### Task objective
Count each line below that has "impl" anywhere in it. Answer with the total alone.

### Recorded information

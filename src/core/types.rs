//! Core type definitions used throughout the codebase

use derive_more::Display;
use serde::{Deserialize, Serialize};

/// Simulation time in milliseconds
pub type Millis = f64;

/// Unique identifier for factions (players)
#[derive(Debug, Display, Clone, Copy, PartialEq, Eq, PartialOrd, Ord, Hash, Serialize, Deserialize)]
#[display(fmt = "faction#{}", _0)]
pub struct FactionId(pub u32);

/// Unique identifier for armies
#[derive(Debug, Display, Clone, Copy, PartialEq, Eq, PartialOrd, Ord, Hash, Serialize, Deserialize)]
#[display(fmt = "army#{}", _0)]
pub struct ArmyId(pub u32);

/// Unique identifier for castles
#[derive(Debug, Display, Clone, Copy, PartialEq, Eq, PartialOrd, Ord, Hash, Serialize, Deserialize)]
#[display(fmt = "castle#{}", _0)]
pub struct CastleId(pub u32);

/// Handle for a movement order. Ids grow monotonically, so ordering by id is
/// ordering by creation.
#[derive(Debug, Display, Clone, Copy, PartialEq, Eq, PartialOrd, Ord, Hash, Serialize, Deserialize)]
#[display(fmt = "order#{}", _0)]
pub struct OrderId(pub u32);

/// Integer tile coordinate on a square grid
///
/// Ordering is lexicographic (x, then y); the pathfinder relies on it for
/// deterministic tie-breaking.
#[derive(
    Debug, Display, Clone, Copy, Default, PartialEq, Eq, PartialOrd, Ord, Hash, Serialize, Deserialize,
)]
#[display(fmt = "({}, {})", x, y)]
pub struct Position {
    pub x: i32,
    pub y: i32,
}

impl Position {
    pub fn new(x: i32, y: i32) -> Self {
        Self { x, y }
    }

    /// The four orthogonal neighbours in fixed order: east, north, west, south
    pub fn neighbors(&self) -> [Position; 4] {
        [
            Position::new(self.x + 1, self.y),
            Position::new(self.x, self.y - 1),
            Position::new(self.x - 1, self.y),
            Position::new(self.x, self.y + 1),
        ]
    }

    /// Manhattan distance in tiles
    pub fn distance(&self, other: &Position) -> u32 {
        self.x.abs_diff(other.x) + self.y.abs_diff(other.y)
    }
}
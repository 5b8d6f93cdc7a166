//! Castle buildings and their static table

use std::collections::VecDeque;

use serde::{Deserialize, Serialize};

use crate::core::types::Millis;
use crate::units::catalog::UnitTypeId;

/// Type of building
#[derive(Debug, Clone, Copy, PartialEq, Eq, PartialOrd, Ord, Hash, Serialize, Deserialize)]
#[serde(rename_all = "snake_case")]
pub enum BuildingKind {
    Barracks,
    ArcheryRange,
    Sanctum,
    Tower,
    Wall,
    Market,
}

impl BuildingKind {
    pub const ALL: [BuildingKind; 6] = [
        BuildingKind::Barracks,
        BuildingKind::ArcheryRange,
        BuildingKind::Sanctum,
        BuildingKind::Tower,
        BuildingKind::Wall,
        BuildingKind::Market,
    ];

    /// Gold to construct; upgrades scale this by the growth factor
    pub fn base_cost(&self) -> u32 {
        match self {
            BuildingKind::Barracks => 100,
            BuildingKind::ArcheryRange => 120,
            BuildingKind::Sanctum => 200,
            BuildingKind::Tower => 150,
            BuildingKind::Wall => 180,
            BuildingKind::Market => 80,
        }
    }

    /// Construction time before the building becomes effective
    pub fn build_time_ms(&self) -> Millis {
        match self {
            BuildingKind::Barracks => 8_000.0,
            BuildingKind::ArcheryRange => 10_000.0,
            BuildingKind::Sanctum => 15_000.0,
            BuildingKind::Tower => 12_000.0,
            BuildingKind::Wall => 20_000.0,
            BuildingKind::Market => 6_000.0,
        }
    }

    /// Whether the building trains units
    pub fn is_production(&self) -> bool {
        matches!(
            self,
            BuildingKind::Barracks | BuildingKind::ArcheryRange | BuildingKind::Sanctum
        )
    }

    /// Flat defense added to the castle at a given level
    pub fn defense_bonus(&self, level: u32) -> f64 {
        match self {
            BuildingKind::Tower => 4.0 * level as f64,
            _ => 0.0,
        }
    }

    /// Gold per second at a given level
    pub fn income_per_second(&self, level: u32) -> f64 {
        match self {
            BuildingKind::Market => 3.0 * level as f64,
            _ => 0.0,
        }
    }

    /// Training speed multiplier: each level past the first adds 25%
    pub fn training_rate(&self, level: u32) -> f64 {
        1.0 + 0.25 * level.saturating_sub(1) as f64
    }
}

/// A unit being trained
#[derive(Debug, Clone, PartialEq, Serialize, Deserialize)]
pub struct ProductionJob {
    pub unit: UnitTypeId,
    pub progress_ms: Millis,
    pub required_ms: Millis,
}

impl ProductionJob {
    pub fn new(unit: UnitTypeId, required_ms: Millis) -> Self {
        Self {
            unit,
            progress_ms: 0.0,
            required_ms,
        }
    }

    pub fn is_finished(&self) -> bool {
        self.progress_ms >= self.required_ms
    }
}

/// A building inside a castle
#[derive(Debug, Clone, PartialEq, Serialize, Deserialize)]
pub struct Building {
    pub kind: BuildingKind,
    pub level: u32,
    /// Time left until the building is usable; zero once complete
    pub construction_remaining_ms: Millis,
    pub queue: VecDeque<ProductionJob>,
}

impl Building {
    /// A construction site for a new level-1 building
    pub fn construction_site(kind: BuildingKind) -> Self {
        Self {
            kind,
            level: 1,
            construction_remaining_ms: kind.build_time_ms(),
            queue: VecDeque::new(),
        }
    }

    /// A finished building (world setup)
    pub fn complete(kind: BuildingKind, level: u32) -> Self {
        Self {
            kind,
            level: level.max(1),
            construction_remaining_ms: 0.0,
            queue: VecDeque::new(),
        }
    }

    pub fn is_complete(&self) -> bool {
        self.construction_remaining_ms <= 0.0
    }

    /// Level counted towards bonuses; zero while under construction
    pub fn effective_level(&self) -> u32 {
        if self.is_complete() {
            self.level
        } else {
            0
        }
    }

    /// Advance construction. Returns true on the tick construction finishes.
    pub fn advance_construction(&mut self, delta: Millis) -> bool {
        if self.is_complete() {
            return false;
        }
        self.construction_remaining_ms = (self.construction_remaining_ms - delta).max(0.0);
        self.is_complete()
    }

    /// Advance the job at the head of the queue. Progress stops at the
    /// requirement; a finished job waits until it is paid for.
    pub fn advance_production(&mut self, delta: Millis) -> Option<&ProductionJob> {
        if !self.is_complete() {
            return None;
        }
        let rate = self.kind.training_rate(self.level);
        let job = self.queue.front_mut()?;
        job.progress_ms = (job.progress_ms + delta * rate).min(job.required_ms);
        if job.is_finished() {
            self.queue.front()
        } else {
            None
        }
    }
}
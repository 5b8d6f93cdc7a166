//! Unit layer - catalog, armies, and spell effects

pub mod army;
pub mod catalog;
pub mod spell;

pub use army::{Army, Composition};
pub use catalog::{Catalog, UnitType, UnitTypeId};
pub use spell::{apply_effects, SpellEffect};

### Problem solution
4